3.4. Preparation of MIP and NIP electrodes
A Noki pencil model 2000 (Japan) was used as a holder for graphite leads (Tombo, HB, 0.5 mm diameter, Japan). The PGE was prepared by cutting the leads into 3 cm long sticks. Electrical contact with the lead was obtained by soldering a metal wire to the metallic part. PGEs were washed with acetonitrile to remove the impurity and dried at room temperature before use. Then, PGE was immersed the polymerization solution.
The MIP was obtained by electrodeposition on the surface of the PGE using cyclic voltammetry in the potential range between -0.60 and +1.40 V during five cycles (scan rate: 100 mV/s). The polymerization solution includes 0.1 M tetrabutylammonium perchlorate (TBAP), 0.1 M pyrrole and 0.005 M sulfamethoxazole in acetonitrile. After the electropolymerization process, the embedded sulfamethoxazole were then extracted to give a surface complimentary in shape and functionality to the original template sulfamethoxazole. The imprinted polymer was overoxidized in 0.1 M NaOH solution. The overoxidation was performed by scanning the potential repeatedly in a range of +0.80 to +1.20 V at a scan rate of 50 mV/s. We determined the sulfamethoxazole in this solution using DPV by uncovered PGE.

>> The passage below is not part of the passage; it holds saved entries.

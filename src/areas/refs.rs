//! References (HEAD, branches, remote-tracking branches)
//!
//! References are human-readable names pointing to commits.
//!
//! ## Reference Types
//!
//! - HEAD: symbolic reference naming the current branch (`ref: refs/heads/<branch>`)
//! - Branches: `refs/heads/<branch>` holding the branch tip commit id
//! - Remote-tracking branches: `refs/remotes/<remote>/<branch>`, written by fetch
//!
//! ## File Format
//!
//! Branch refs are text files containing a 40-character hex commit id.

use crate::artifacts::branch::branch_name::BranchName;
use crate::artifacts::core::TwigError;
use crate::artifacts::objects::object_id::ObjectId;
use anyhow::Context;
use derive_new::new;
use file_guard::Lock;
use std::io::Write;
use std::ops::DerefMut;
use std::path::{Path, PathBuf};
use walkdir::WalkDir;

/// References manager rooted at a repository's metadata directory
#[derive(Debug, new)]
pub struct Refs {
    /// Path to the metadata directory (typically `.twig`)
    path: Box<Path>,
}

/// Regex pattern for parsing symbolic references
const SYMREF_REGEX: &str = r"^ref: refs/heads/(.+)$";

/// Name of the HEAD reference
pub const HEAD_REF_NAME: &str = "HEAD";

impl Refs {
    /// Create the ref namespaces
    pub fn init(&self) -> anyhow::Result<()> {
        std::fs::create_dir_all(self.heads_path())?;
        std::fs::create_dir_all(self.remotes_path())?;
        Ok(())
    }

    /// Name of the branch HEAD points at
    pub fn current_branch(&self) -> anyhow::Result<BranchName> {
        let head_path = self.head_path();
        let content = std::fs::read_to_string(&head_path)
            .with_context(|| format!("failed to read HEAD at {:?}", head_path))?;
        let content = content.trim();

        let symref_match = regex::Regex::new(SYMREF_REGEX)?
            .captures(content)
            .with_context(|| format!("HEAD is not a branch reference: {content}"))?;

        BranchName::try_parse(symref_match[1].to_string())
    }

    /// Point HEAD at a local branch
    pub fn set_head(&self, branch_name: &BranchName) -> anyhow::Result<()> {
        self.update_ref_file(
            self.head_path(),
            format!("ref: refs/heads/{}", branch_name),
        )
    }

    /// Commit id of the current branch tip
    pub fn read_head(&self) -> anyhow::Result<ObjectId> {
        let branch_name = self.current_branch()?;
        self.read_local_branch(&branch_name)?
            .with_context(|| format!("current branch {branch_name} has no commit"))
    }

    /// Advance the current branch to a new commit
    pub fn update_head(&self, oid: &ObjectId) -> anyhow::Result<()> {
        let branch_name = self.current_branch()?;
        self.update_branch(&branch_name, oid)
    }

    pub fn is_current_branch(&self, branch_name: &BranchName) -> anyhow::Result<bool> {
        Ok(&self.current_branch()? == branch_name)
    }

    /// Tip of a branch: local branches first, then remote-tracking branches
    pub fn read_branch(&self, branch_name: &BranchName) -> anyhow::Result<Option<ObjectId>> {
        match self.read_local_branch(branch_name)? {
            Some(oid) => Ok(Some(oid)),
            None => self.read_ref_file(&self.remotes_path().join(branch_name.as_ref())),
        }
    }

    /// Tip of a local branch, ignoring remote-tracking branches
    pub fn read_local_branch(&self, branch_name: &BranchName) -> anyhow::Result<Option<ObjectId>> {
        self.read_ref_file(&self.heads_path().join(branch_name.as_ref()))
    }

    pub fn local_branch_exists(&self, branch_name: &BranchName) -> bool {
        self.heads_path().join(branch_name.as_ref()).is_file()
    }

    pub fn create_branch(&self, name: &BranchName, source_oid: &ObjectId) -> anyhow::Result<()> {
        if self.local_branch_exists(name) {
            return Err(TwigError::BranchExists.into());
        }

        self.update_branch(name, source_oid)
    }

    pub fn update_branch(&self, name: &BranchName, oid: &ObjectId) -> anyhow::Result<()> {
        self.update_ref_file(
            self.heads_path().join(name.as_ref()).into_boxed_path(),
            oid.to_string(),
        )
    }

    /// Record the last known tip of `branch` on `remote`
    pub fn update_tracking_ref(
        &self,
        remote: &str,
        branch: &BranchName,
        oid: &ObjectId,
    ) -> anyhow::Result<()> {
        self.update_ref_file(
            self.remotes_path()
                .join(remote)
                .join(branch.as_ref())
                .into_boxed_path(),
            oid.to_string(),
        )
    }

    pub fn delete_branch(&self, name: &BranchName) -> anyhow::Result<ObjectId> {
        let branch_path = self.heads_path().join(name.as_ref());

        match self.read_ref_file(&branch_path)? {
            Some(oid) => {
                std::fs::remove_file(&branch_path).with_context(|| {
                    format!("failed to delete branch file at {:?}", branch_path)
                })?;
                self.prune_branch_empty_parent_dirs(&branch_path)?;

                Ok(oid)
            }
            None => Err(TwigError::NoSuchBranch.into()),
        }
    }

    /// Local branches, sorted by name
    pub fn list_branches(&self) -> anyhow::Result<Vec<BranchName>> {
        let heads_path = self.heads_path();
        let mut branches = WalkDir::new(&heads_path)
            .into_iter()
            .filter_map(|entry| entry.ok())
            .filter(|entry| entry.path().is_file())
            .filter_map(|entry| {
                let relative_path = entry.path().strip_prefix(&heads_path).ok()?;
                BranchName::try_parse(relative_path.to_string_lossy().to_string()).ok()
            })
            .collect::<Vec<_>>();
        branches.sort();

        Ok(branches)
    }

    pub fn update_ref_file(&self, path: Box<Path>, raw_ref: String) -> anyhow::Result<()> {
        // create all the parent directories if they don't exist
        std::fs::create_dir_all(path.parent().with_context(|| {
            format!(
                "failed to create parent directories for ref file at {:?}",
                path
            )
        })?)?;

        let mut ref_file = std::fs::OpenOptions::new()
            .write(true)
            .create(true)
            .truncate(true)
            .open(path.clone())
            .with_context(|| format!("failed to open ref file at {:?}", path))?;
        let mut lock = file_guard::lock(&mut ref_file, Lock::Exclusive, 0, 1)?;
        lock.deref_mut().write_all(raw_ref.as_bytes())?;

        Ok(())
    }

    fn read_ref_file(&self, path: &Path) -> anyhow::Result<Option<ObjectId>> {
        if !path.is_file() {
            return Ok(None);
        }

        let content = std::fs::read_to_string(path)
            .with_context(|| format!("failed to read ref file at {:?}", path))?;
        let content = content.trim();

        if content.is_empty() {
            Ok(None)
        } else {
            Ok(Some(ObjectId::try_parse(content.to_string())?))
        }
    }

    fn prune_branch_empty_parent_dirs(&self, path: &Path) -> anyhow::Result<()> {
        if let Some(parent) = path.parent()
            && parent != self.heads_path().as_path()
            && parent.read_dir()?.next().is_none()
        {
            std::fs::remove_dir(parent).with_context(|| {
                format!("failed to remove empty branch directory at {:?}", parent)
            })?;
            self.prune_branch_empty_parent_dirs(parent)?;
        }

        Ok(())
    }

    pub fn head_path(&self) -> Box<Path> {
        self.path.join(HEAD_REF_NAME).into_boxed_path()
    }

    pub fn refs_path(&self) -> PathBuf {
        self.path.join("refs")
    }

    pub fn heads_path(&self) -> PathBuf {
        self.refs_path().join("heads")
    }

    pub fn remotes_path(&self) -> PathBuf {
        self.refs_path().join("remotes")
    }
}
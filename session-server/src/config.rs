//! Service configuration

use std::net::SocketAddr;

use serde::{Deserialize, Deserializer};
use tracing_subscriber::filter::Directive;

/// Logging output format
#[derive(Debug, Clone, Copy, Default, Deserialize, PartialEq, Eq)]
pub enum LogFormat {
    #[default]
    Compact,
    Pretty,
}

/// Logging configuration
#[derive(Debug, Clone, Deserialize, Default)]
pub struct Logging {
    /// Additional filtering directives
    #[serde(default, deserialize_with = "Logging::deserialize_filters")]
    pub filters: Vec<Directive>,

    /// Logging format
    #[serde(default)]
    pub format: LogFormat,
}

impl Logging {
    fn deserialize_filters<'de, D>(deserializer: D) -> Result<Vec<Directive>, D::Error>
    where
        D: Deserializer<'de>,
    {
        let dirs: Vec<String> = Deserialize::deserialize(deserializer)?;
        dirs.into_iter()
            .map(|dir| dir.parse().map_err(serde::de::Error::custom))
            .collect()
    }
}

/// Deployment environment
#[derive(Debug, Clone, Copy, Default, Deserialize, PartialEq, Eq)]
#[serde(rename_all = "lowercase")]
pub enum Environment {
    #[default]
    Development,
    Production,
}

/// Liveness cookie configuration
#[derive(Debug, Clone, Deserialize)]
pub struct Cookie {
    /// Cookie name
    #[serde(default = "Cookie::default_name")]
    pub name: String,

    /// Cookie path
    #[serde(default = "Cookie::default_path")]
    pub path: String,

    /// Forces the `Secure` attribute on or off. When not set it follows the environment.
    #[serde(default)]
    pub secure: Option<bool>,
}

impl Cookie {
    fn default_name() -> String {
        "session".to_owned()
    }

    fn default_path() -> String {
        "/".to_owned()
    }

    /// Whether the cookie should carry the `Secure` attribute in given environment
    pub fn is_secure(&self, environment: Environment) -> bool {
        self.secure
            .unwrap_or(environment == Environment::Production)
    }
}

impl Default for Cookie {
    fn default() -> Self {
        Self {
            name: Self::default_name(),
            path: Self::default_path(),
            secure: None,
        }
    }
}

/// Top level service configuration
#[derive(Debug, Clone, Deserialize)]
pub struct Config {
    /// Address where to host the service
    #[serde(default = "Config::default_host")]
    pub host: SocketAddr,

    /// Deployment environment
    #[serde(default)]
    pub environment: Environment,

    /// Liveness cookie configuration
    #[serde(default)]
    pub cookie: Cookie,

    /// Logging configuration
    #[serde(default)]
    pub logging: Logging,
}

impl Config {
    fn default_host() -> SocketAddr {
        ([127, 0, 0, 1], 3030).into()
    }
}
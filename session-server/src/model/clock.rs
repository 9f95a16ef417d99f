//! Time source for the model

use chrono::{DateTime, Utc};

/// Source of the current time
pub trait Clock: Send + Sync {
    /// Current time
    fn now(&self) -> DateTime<Utc>;
}

/// Clock reading the system time
#[derive(Debug, Clone, Copy, Default)]
pub struct SystemClock;

impl Clock for SystemClock {
    fn now(&self) -> DateTime<Utc> {
        Utc::now()
    }
}

#[cfg(test)]
pub use manual::ManualClock;
//! Service global state

use std::sync::Arc;

pub mod clock;
pub mod session;

use clock::{Clock, SystemClock};
use session::SessionStore;

/// State shared by all request handlers
///
/// Created once per process; cloning shares the same underlying store.
#[derive(Debug, Clone)]
pub struct Model {
    /// The single session slot
    sessions: Arc<SessionStore>,
}

impl Model {
    /// Model driven by the system clock
    pub fn new() -> Self {
        Self::with_clock(Arc::new(SystemClock))
    }

    /// Model driven by the given clock
    pub fn with_clock(clock: Arc<dyn Clock>) -> Self {
        Self {
            sessions: Arc::new(SessionStore::new(clock)),
        }
    }

    /// Model for testing purposes - returns the manual clock driving it
    #[cfg(test)]
    pub fn test() -> (Self, Arc<clock::ManualClock>) {
        let clock = Arc::new(clock::ManualClock::default());
        (Self::with_clock(clock.clone()), clock)
    }

    /// Access to the session store
    pub fn sessions(&self) -> &SessionStore {
        &self.sessions
    }
}

impl Default for Model {
    fn default() -> Self {
        Self::new()
    }
}
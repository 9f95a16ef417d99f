//! API errors

use std::fmt::Display;

use actix_web::http::StatusCode;
use actix_web::{HttpResponse, ResponseError};
use serde::Serialize;
use thiserror::Error;

use crate::model::session;

/// Message used when a failure carries no description of its own
const FALLBACK_MESSAGE: &str = "Unexpected server error";

#[derive(Debug, Error)]
pub enum Error {
    #[error(transparent)]
    InvalidInput(#[from] session::Error),
    #[error("{0}")]
    Unexpected(String),
}

impl Error {
    /// Wraps any failure as an unexpected error
    pub fn unexpected(err: impl Display) -> Self {
        let message = err.to_string();
        if message.is_empty() {
            Self::Unexpected(FALLBACK_MESSAGE.to_owned())
        } else {
            Self::Unexpected(message)
        }
    }
}

/// Body of every error response
#[derive(Debug, Serialize)]
struct ErrorBody {
    error: String,
}

impl ResponseError for Error {
    fn status_code(&self) -> StatusCode {
        match self {
            Self::InvalidInput(_) => StatusCode::BAD_REQUEST,
            Self::Unexpected(_) => StatusCode::INTERNAL_SERVER_ERROR,
        }
    }

    fn error_response(&self) -> HttpResponse {
        HttpResponse::build(self.status_code()).json(ErrorBody {
            error: self.to_string(),
        })
    }
}
//! HTTP endpoints of the session timer

use actix_web::error::JsonPayloadError;
use actix_web::web::{self, Data, Json, ServiceConfig};
use actix_web::{HttpMessage, HttpRequest, HttpResponse, delete, get, middleware, post};
use serde::Serialize;
use serde_json::Value;
use tracing::{debug, info, warn};


mod error;
mod session;

pub use error::Error;
pub use session::CookieSettings;

use crate::model::Model;
use crate::model::session::SessionStatus;
use session::Liveness;

/// Stands in for the requested length when the body doesn't carry one
static NO_MINUTES: Value = Value::Null;

/// Picks the requested session length out of a start request body.
///
/// Only a `null` body is an error; any other body without a `minutes` field requests nothing,
/// which the store rejects as invalid input.
fn requested_minutes(body: &Value) -> Result<&Value, Error> {
    match body {
        Value::Null => Err(Error::unexpected("Cannot read minutes from a null request body")),
        Value::Object(fields) => Ok(fields.get("minutes").unwrap_or(&NO_MINUTES)),
        _ => Ok(&NO_MINUTES),
    }
}

/// Response to starting or ending a session
#[derive(Debug, Serialize)]
#[serde(rename_all = "camelCase")]
struct SessionChanged {
    success: bool,
    message: &'static str,
    #[serde(skip_serializing_if = "Option::is_none")]
    remaining_time: Option<i64>,
}

/// Response to session status query
#[derive(Debug, Serialize, PartialEq, Eq)]
#[serde(rename_all = "camelCase")]
struct SessionState {
    active: bool,
    remaining_time: Option<i64>,
}

impl SessionState {
    fn inactive() -> Self {
        SessionStatus::Inactive.into()
    }
}

impl From<SessionStatus> for SessionState {
    fn from(status: SessionStatus) -> Self {
        Self {
            active: status.is_active(),
            remaining_time: status.remaining_ms(),
        }
    }
}

/// Starts a session timer, replacing the running one
#[post("/api/session")]
async fn start_session(
    model: Data<Model>,
    cookie: Data<CookieSettings>,
    body: Json<Value>,
) -> Result<HttpResponse, Error> {
    let minutes = requested_minutes(&body)?;
    info!(%minutes, "Session start requested");

    let started = model.sessions().create(minutes).inspect_err(|err| {
        warn!(%minutes, %err, "Rejected session start");
    })?;

    info!(
        end_time = %started.end_time,
        remaining_ms = started.remaining_ms,
        "Session timer started"
    );

    Ok(HttpResponse::Ok()
        .cookie(cookie.issue(started.remaining_ms))
        .json(SessionChanged {
            success: true,
            message: "Session timer started",
            remaining_time: Some(started.remaining_ms),
        }))
}

/// Reports the session state
///
/// Without the liveness cookie the session is inactive, whatever the store holds.
#[get("/api/session")]
async fn session_status(req: HttpRequest, model: Data<Model>) -> Json<SessionState> {
    if !req.extensions().contains::<Liveness>() {
        debug!("No liveness cookie, session inactive");
        return Json(SessionState::inactive());
    }

    let status = model.sessions().read();
    debug!(?status, "Session status read");
    Json(status.into())
}

/// Ends the session
#[delete("/api/session")]
async fn end_session(model: Data<Model>, cookie: Data<CookieSettings>) -> HttpResponse {
    let removed = model.sessions().clear();
    info!(had_session = removed.is_some(), "Session ended");

    HttpResponse::Ok()
        .cookie(cookie.removal())
        .json(SessionChanged {
            success: true,
            message: "Session ended",
            remaining_time: None,
        })
}

/// Maps unreadable request bodies to an unexpected error
fn json_error(err: JsonPayloadError, req: &HttpRequest) -> actix_web::Error {
    warn!(path = %req.path(), %err, "Malformed request body");
    Error::unexpected(err).into()
}

/// Returns configuration function for the ActixWeb services
pub fn configure(
    cookie: CookieSettings,
    model: Model,
) -> impl Fn(&mut web::ServiceConfig) + Clone {
    move |cfg: &mut ServiceConfig| {
        let session_aware = {
            web::scope("")
                .wrap(middleware::from_fn(session::middleware))
                .service(start_session)
                .service(session_status)
                .service(end_session)
        };

        cfg.app_data(Data::new(model.clone()))
            .app_data(Data::new(cookie.clone()))
            .app_data(
                web::JsonConfig::default()
                    .content_type_required(false)
                    .content_type(|_| true)
                    .error_handler(json_error),
            )
            .service(session_aware);
    }
}
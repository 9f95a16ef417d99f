//! Session timer storage
//!
//! The store keeps a single session record under a fixed key. Expiry is lazy: a record is never
//! removed because its time ran out, it is only reported as inactive when read.

use std::collections::HashMap;
use std::str::FromStr;
use std::sync::{Arc, PoisonError, RwLock};

use chrono::{DateTime, TimeDelta, Utc};
use derivative::Derivative;
use serde_json::Value;
use thiserror::Error;
use tracing::debug;

use crate::model::clock::Clock;

/// Key of the only session slot
const SESSION_KEY: &str = "timer-session";

const MILLIS_PER_MINUTE: i64 = 60 * 1000;

#[derive(Debug, Clone, Error, PartialEq, Eq)]
pub enum Error {
    #[error("Valid minutes are required")]
    InvalidMinutes,
    #[error("Requested session length is out of range")]
    OutOfRange,
}

/// Validated, strictly positive session length
#[derive(Debug, Clone, Copy, PartialEq, Eq, PartialOrd, Ord)]
pub struct Minutes(i64);

impl Minutes {
    pub fn new(minutes: i64) -> Result<Self, Error> {
        if minutes > 0 {
            Ok(Self(minutes))
        } else {
            Err(Error::InvalidMinutes)
        }
    }

    pub fn get(self) -> i64 {
        self.0
    }

    /// Session length as a duration, failing if it doesn't fit in the millisecond range
    pub fn duration(self) -> Result<TimeDelta, Error> {
        self.0
            .checked_mul(MILLIS_PER_MINUTE)
            .and_then(TimeDelta::try_milliseconds)
            .ok_or(Error::OutOfRange)
    }
}

/// Parses the leading integer of a string, ignoring anything following it.
///
/// `"15"`, `" 15"` and `"15 minutes"` are all 15 minutes.
impl FromStr for Minutes {
    type Err = Error;

    fn from_str(s: &str) -> Result<Self, Self::Err> {
        let s = s.trim_start();
        let (negative, rest) = match s.as_bytes().first() {
            Some(b'-') => (true, &s[1..]),
            Some(b'+') => (false, &s[1..]),
            _ => (false, s),
        };

        let end = rest
            .find(|c: char| !c.is_ascii_digit())
            .unwrap_or(rest.len());
        let digits = &rest[..end];

        if digits.is_empty() || negative {
            return Err(Error::InvalidMinutes);
        }

        let minutes = digits.parse().map_err(|_| Error::OutOfRange)?;
        Self::new(minutes)
    }
}

/// Accepts JSON integers, fractional numbers (truncated) and numeric strings
impl TryFrom<&Value> for Minutes {
    type Error = Error;

    fn try_from(value: &Value) -> Result<Self, Self::Error> {
        match value {
            Value::Number(number) => {
                if let Some(minutes) = number.as_i64() {
                    return Self::new(minutes);
                }

                let minutes = number
                    .as_f64()
                    .filter(|minutes| minutes.is_finite())
                    .ok_or(Error::InvalidMinutes)?
                    .trunc();

                if minutes >= i64::MAX as f64 {
                    return Err(Error::OutOfRange);
                }
                Self::new(minutes as i64)
            }
            Value::String(minutes) => minutes.parse(),
            _ => Err(Error::InvalidMinutes),
        }
    }
}

/// Stored session
#[derive(Debug, Clone, Copy, PartialEq, Eq)]
pub struct SessionRecord {
    /// When the session expires
    pub end_time: DateTime<Utc>,
}

impl SessionRecord {
    /// Status of this session as seen at `now`
    pub fn status(&self, now: DateTime<Utc>) -> SessionStatus {
        let remaining_ms = (self.end_time - now).num_milliseconds().max(0);
        if remaining_ms > 0 {
            SessionStatus::Active { remaining_ms }
        } else {
            SessionStatus::Inactive
        }
    }
}

/// Freshly started session
#[derive(Debug, Clone, Copy, PartialEq, Eq)]
pub struct Started {
    /// When the session expires
    pub end_time: DateTime<Utc>,
    /// Full session length in milliseconds
    pub remaining_ms: i64,
}

/// Session state as observed by a reader
#[derive(Debug, Clone, Copy, PartialEq, Eq)]
pub enum SessionStatus {
    Active { remaining_ms: i64 },
    Inactive,
}

impl SessionStatus {
    pub fn is_active(&self) -> bool {
        matches!(self, Self::Active { .. })
    }

    /// Remaining time, `None` if the session is not active
    pub fn remaining_ms(&self) -> Option<i64> {
        match self {
            Self::Active { remaining_ms } => Some(*remaining_ms),
            Self::Inactive => None,
        }
    }
}

/// In-memory single slot session storage
///
/// Every operation takes the lock exactly once. Concurrent creates race and the last one wins.
#[derive(Derivative)]
#[derivative(Debug)]
pub struct SessionStore {
    #[derivative(Debug = "ignore")]
    clock: Arc<dyn Clock>,
    records: RwLock<HashMap<&'static str, SessionRecord>>,
}

impl SessionStore {
    pub fn new(clock: Arc<dyn Clock>) -> Self {
        Self {
            clock,
            records: RwLock::default(),
        }
    }

    /// Starts a session from the raw requested length, replacing any existing one.
    ///
    /// On error the store is left untouched.
    pub fn create(&self, requested: &Value) -> Result<Started, Error> {
        let minutes = Minutes::try_from(requested)?;
        self.start(minutes)
    }

    /// Starts a session for validated length, replacing any existing one
    pub fn start(&self, minutes: Minutes) -> Result<Started, Error> {
        let duration = minutes.duration()?;
        let end_time = self
            .clock
            .now()
            .checked_add_signed(duration)
            .ok_or(Error::OutOfRange)?;

        let previous = self
            .records
            .write()
            .unwrap_or_else(PoisonError::into_inner)
            .insert(SESSION_KEY, SessionRecord { end_time });

        debug!(
            minutes = minutes.get(),
            %end_time,
            replaced = previous.is_some(),
            "Session record stored"
        );

        Ok(Started {
            end_time,
            remaining_ms: duration.num_milliseconds(),
        })
    }

    /// Current session status. Expired records are reported as inactive but kept.
    pub fn read(&self) -> SessionStatus {
        match self.record() {
            Some(record) => record.status(self.clock.now()),
            None => SessionStatus::Inactive,
        }
    }

    /// Stored record, regardless of its expiry
    pub fn record(&self) -> Option<SessionRecord> {
        self.records
            .read()
            .unwrap_or_else(PoisonError::into_inner)
            .get(SESSION_KEY)
            .copied()
    }

    /// Removes the session if there is any, returning the removed record
    pub fn clear(&self) -> Option<SessionRecord> {
        self.records
            .write()
            .unwrap_or_else(PoisonError::into_inner)
            .remove(SESSION_KEY)
    }
}

#[cfg(test)]
mod tests {
    use super::*;

    use serde_json::json;

    use crate::model::clock::ManualClock;

    fn setup() -> (SessionStore, Arc<ManualClock>) {
        let clock = Arc::new(ManualClock::default());
        (SessionStore::new(clock.clone()), clock)
    }

    mod minutes {
        use super::*;

        #[test]
        fn from_json_numbers() {
            assert_eq!(Minutes::try_from(&json!(5)).unwrap().get(), 5);
            assert_eq!(Minutes::try_from(&json!(5.9)).unwrap().get(), 5);
            assert_eq!(Minutes::try_from(&json!(1.0)).unwrap().get(), 1);

            assert_eq!(
                Minutes::try_from(&json!(0)).unwrap_err(),
                Error::InvalidMinutes
            );
            assert_eq!(
                Minutes::try_from(&json!(0.5)).unwrap_err(),
                Error::InvalidMinutes
            );
            assert_eq!(
                Minutes::try_from(&json!(-3)).unwrap_err(),
                Error::InvalidMinutes
            );
        }

        #[test]
        fn from_json_strings() {
            assert_eq!(Minutes::try_from(&json!("15")).unwrap().get(), 15);
            assert_eq!(Minutes::try_from(&json!("  15")).unwrap().get(), 15);
            assert_eq!(Minutes::try_from(&json!("+2")).unwrap().get(), 2);
            assert_eq!(Minutes::try_from(&json!("7min")).unwrap().get(), 7);
            assert_eq!(Minutes::try_from(&json!("3.5")).unwrap().get(), 3);

            for invalid in ["", "abc", "-5", "0", "min7", "-", " "] {
                assert_eq!(
                    Minutes::try_from(&json!(invalid)).unwrap_err(),
                    Error::InvalidMinutes,
                    "{invalid:?} should be rejected"
                );
            }
        }

        #[test]
        fn from_other_json_values() {
            for invalid in [json!(null), json!(true), json!([5]), json!({ "minutes": 5 })] {
                assert_eq!(
                    Minutes::try_from(&invalid).unwrap_err(),
                    Error::InvalidMinutes
                );
            }
        }

        #[test]
        fn out_of_range() {
            assert_eq!(
                Minutes::try_from(&json!("99999999999999999999999")).unwrap_err(),
                Error::OutOfRange
            );
            assert_eq!(
                Minutes::try_from(&json!(1e300)).unwrap_err(),
                Error::OutOfRange
            );
            assert_eq!(
                Minutes::new(i64::MAX).unwrap().duration().unwrap_err(),
                Error::OutOfRange
            );
        }

        #[test]
        fn duration() {
            assert_eq!(
                Minutes::new(5).unwrap().duration().unwrap(),
                TimeDelta::milliseconds(300_000)
            );
        }
    }

    #[test]
    fn empty_store_is_inactive() {
        let (store, _) = setup();

        assert_eq!(store.read(), SessionStatus::Inactive);
        assert_eq!(store.read().remaining_ms(), None);
        assert_eq!(store.record(), None);
    }

    #[test]
    fn create_then_read() {
        let (store, clock) = setup();

        for minutes in [1, 5, 30, 24 * 60] {
            let started = store.create(&json!(minutes)).unwrap();
            assert_eq!(started.remaining_ms, minutes * 60_000);
            assert_eq!(
                started.end_time,
                clock.now() + TimeDelta::minutes(minutes)
            );

            let status = store.read();
            assert!(status.is_active());
            let remaining = status.remaining_ms().unwrap();
            assert!(remaining > 0 && remaining <= minutes * 60_000);
        }
    }

    #[test]
    fn invalid_create_keeps_previous_session() {
        let (store, _) = setup();

        for invalid in [json!(0), json!(-1), json!("abc"), json!(null)] {
            assert_eq!(
                store.create(&invalid).unwrap_err(),
                Error::InvalidMinutes
            );
            assert_eq!(store.record(), None);
        }

        let started = store.create(&json!(5)).unwrap();
        let _ = store.create(&json!("nope")).unwrap_err();
        let _ = store.create(&json!(u64::MAX)).unwrap_err();

        assert_eq!(
            store.record(),
            Some(SessionRecord {
                end_time: started.end_time
            })
        );
    }

    #[test]
    fn create_overwrites_existing_session() {
        let (store, clock) = setup();

        store.create(&json!(10)).unwrap();
        clock.advance(TimeDelta::minutes(2));
        let second = store.create(&json!(1)).unwrap();

        assert_eq!(store.record().unwrap().end_time, second.end_time);
        assert_eq!(
            store.read(),
            SessionStatus::Active {
                remaining_ms: 60_000
            }
        );
    }

    #[test]
    fn session_expires_lazily() {
        let (store, clock) = setup();

        let started = store.create(&json!(1)).unwrap();

        clock.advance(TimeDelta::milliseconds(59_999));
        assert_eq!(store.read(), SessionStatus::Active { remaining_ms: 1 });

        clock.advance(TimeDelta::milliseconds(1));
        assert_eq!(store.read(), SessionStatus::Inactive);

        clock.advance(TimeDelta::milliseconds(1));
        assert_eq!(store.read(), SessionStatus::Inactive);
        assert_eq!(store.read().remaining_ms(), None);

        // Expired record is still there
        assert_eq!(
            store.record(),
            Some(SessionRecord {
                end_time: started.end_time
            })
        );
    }

    #[test]
    fn clear_is_idempotent() {
        let (store, _) = setup();

        let started = store.create(&json!(5)).unwrap();

        assert_eq!(
            store.clear(),
            Some(SessionRecord {
                end_time: started.end_time
            })
        );
        assert_eq!(store.read(), SessionStatus::Inactive);

        assert_eq!(store.clear(), None);
        assert_eq!(store.read(), SessionStatus::Inactive);
    }

    #[test]
    fn session_scenario() {
        let (store, clock) = setup();

        let started = store.create(&json!(5)).unwrap();
        assert_eq!(started.remaining_ms, 300_000);

        clock.advance(TimeDelta::milliseconds(250));
        assert_eq!(
            store.read(),
            SessionStatus::Active {
                remaining_ms: 299_750
            }
        );

        store.clear();
        assert_eq!(store.read(), SessionStatus::Inactive);
    }
}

Figure 11 shows that the template extracted from the polymer transferred in to this solution. A control electrode (non-imprinted overoxidized polypyrrole modified electrode, OPPY-NIP) was prepared in every case under the same experimental conditions but without adding the sulfamethoxazole, to check the reliability of the measurements.
3.5. Electroanalytical measurements
Voltammetric measurements were carried out in three-electrode cell, at Britton-Robinson (BR) buffer solutions prepared in 15, 30, 40 and 50% (v/v) acetonitrile-water binary mixture from pH 1.5 to 7.0. Before the measurements, electrolytic solutions were purged with nitrogen for 5 min. Current measurements were performed using differential pulse voltammetry in a potential range between 0.00 and 1.40 V at a scan rate of 15 mV s-1, modulation amplitude of 50 mV and step potential of 8 mV. All electroanalytical measurements were made at room temperature.
4. Conclusions
In this study, sulfamethoxazole imprinted electrodes formed by the cyclic voltammetric deposition of polypyrrole film on pencil graphite electrode in the presence of sulfamethoxazole have been fabricated. The molecularly imprinted electrode has been successfully applied as a sensor for fast and accurate determination of sulfamethoxazole in standards and pharmaceutical samples. The molecularly imprinted film exhibited a high sensitivity to sulfamethoxazole in 50% (v/v) acetonitrile-water mixture at pH 2.5. A linear relationship between sulfamethoxazole concentration and current response was obtained with excellent reproducibility of the current and a low detection limit of 3.59.10
-7. The result of limit detection is lower than that reported in the literature using HPLC [
6] and capillary electrophoresis [
8] methods. Additionally, compared with results on application of molecularly imprinted polymer reported by other authors [
16,
19,
21], the detection limit determined using MIP-based sensor indicate no significant difference.
The MIP based sensor was used for determination of sulfamethoxazole in commercial pharmaceutical samples. The recoveries in tablet and syrup were found as 96.0 and 87.4 % with the relative standard deviations of 0.90 and 0.85%, respectively. The sulfamethoxazole concentrations determined using this method is in good agreement with declared values. The proposed low cost chemical sensor could find application in the measurement of sulfamethoxazole level in clinical samples as well as in pharmaceutical industry.